И смешно, и досадно, и жалко, и совестно: несравненно бы лучше было, если бы моя шуба с портным вместе пропала с глаз моих. Было бы это тогда и милосерднее, да и выгоднее: а теперь если хочешь затворить уста матери голодных и холодных детей – корми воровскую семью, а то где твоя совесть-то явится? Заморить-то ведь это и палач может, а ты небось за один стол не хочешь сесть ни с палачом, ни с доносчиком… Кормлю я кое-как семью портнишкину, а на душе все противнее… Чувствую, что будто я сделал что-то такое, хуже чем чужую шубу снес… И никак от этого не избавиться… И вот под самую Пасху все пошли к утрене, а я больной остался один дома и только чуть-чуть задремал, как вдруг ко мне жалует орловский купец Иван Иванович Андросов… Старичок был небольшой, очень полный, с совершенно белой головой, и лет сорок тому назад умер и схоронен в Орле. Последние годы перед своею кончиною он находился в чрезвычайной бедности, а имел очень богатого зятя, который каким-то неправдами завладел его состоянием.

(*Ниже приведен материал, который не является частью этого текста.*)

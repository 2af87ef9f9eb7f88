use std::fmt;

use super::node::HtmlNode;

/// Elements rendered self-closed when they have no children.
pub const VOID_ELEMENTS: &[&str] = &[
    "area", "base", "br", "col", "embed", "hr", "img", "input", "link", "meta", "source", "track",
    "wbr",
];

impl HtmlNode {
    /// Serializes this node and its subtree to HTML.
    ///
    /// Payload text is written as-is; attribute values are escaped for a
    /// double-quoted context.
    pub fn to_html(&self) -> String {
        let mut out = String::new();
        self.write_html(&mut out);
        out
    }

    fn write_html(&self, out: &mut String) {
        let Some(tag) = self.tag() else {
            if self.children.is_empty() {
                out.push_str(&self.value);
            } else {
                for child in &self.children {
                    child.write_html(out);
                }
            }
            return;
        };

        out.push('<');
        out.push_str(tag);
        self.write_attributes(out);

        if self.children.is_empty() && VOID_ELEMENTS.contains(&tag) {
            out.push_str(" />");
            return;
        }
        out.push('>');

        if self.children.is_empty() {
            out.push_str(&self.value);
        } else {
            for child in &self.children {
                child.write_html(out);
            }
        }

        out.push_str("</");
        out.push_str(tag);
        out.push('>');
    }

    fn write_attributes(&self, out: &mut String) {
        for (name, value) in self.attributes.iter() {
            out.push(' ');
            out.push_str(name);
            out.push_str("=\"");
            out.push_str(&html_escape::encode_double_quoted_attribute(value));
            out.push('"');
        }
    }
}

impl fmt::Display for HtmlNode {
    fn fmt(&self, f: &mut fmt::Formatter<'_>) -> fmt::Result {
        f.write_str(&self.to_html())
    }
}
use crate::{error::ConvertError, html::HtmlNode};

use super::{
    delimiter::split_nodes_delimiter,
    kinds::DELIMITER_ORDER,
    links::{split_nodes_image, split_nodes_link},
    types::{TextKind, TextSpan},
};

/// Splits raw inline text into typed spans.
///
/// Order: bold, italic, code, then images, then links. Images go before links
/// so `![alt](url)` is never read as a link.
pub fn text_to_spans(text: &str) -> Result<Vec<TextSpan>, ConvertError> {
    let mut spans = vec![TextSpan::plain(text)];
    for (delimiter, kind) in DELIMITER_ORDER {
        spans = split_nodes_delimiter(spans, delimiter, kind)?;
    }
    let spans = split_nodes_image(spans);
    Ok(split_nodes_link(spans))
}

/// Converts a single span into its HTML node.
///
/// # Errors
/// [`ConvertError::InvalidSpanKind`] when the span's destination does not
/// match its kind.
pub fn text_span_to_html_node(span: TextSpan) -> Result<HtmlNode, ConvertError> {
    let TextSpan {
        text,
        kind,
        destination,
    } = span;

    if kind.has_destination() != destination.is_some() {
        return Err(ConvertError::InvalidSpanKind { kind });
    }

    let url = destination.unwrap_or_default();
    let node = match kind {
        TextKind::Plain => HtmlNode::text(text),
        TextKind::Bold => HtmlNode::leaf("b", text),
        TextKind::Italic => HtmlNode::leaf("i", text),
        TextKind::Code => HtmlNode::leaf("code", text),
        TextKind::Link => HtmlNode::leaf("a", text).with_attribute("href", url),
        TextKind::Image => HtmlNode::leaf("img", "")
            .with_attribute("src", url)
            .with_attribute("alt", text),
    };
    Ok(node)
}

/// Runs the inline pipeline over `text` and returns the resulting nodes.
pub fn text_to_children(text: &str) -> Result<Vec<HtmlNode>, ConvertError> {
    text_to_spans(text)?
        .into_iter()
        .map(text_span_to_html_node)
        .collect()
}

Отец мой этого старика уважал и называл праведником, а я только помню, что он ходил в садах яблони прививать и у нас, бывало, если сядет в кресло, то уж никак из него не вылезет: он встает, и кресло на нем висит, как раковина на улитке. Никогда он ни о чем не тужил и про все всегда говорил весело, а когда люди ему напоминали про обиды от дочери и от зятя, то он, бывало, всегда одинаково отнекивался:
– Ну, так что ж!
– А вы бы, Иван Иванович, жаловались.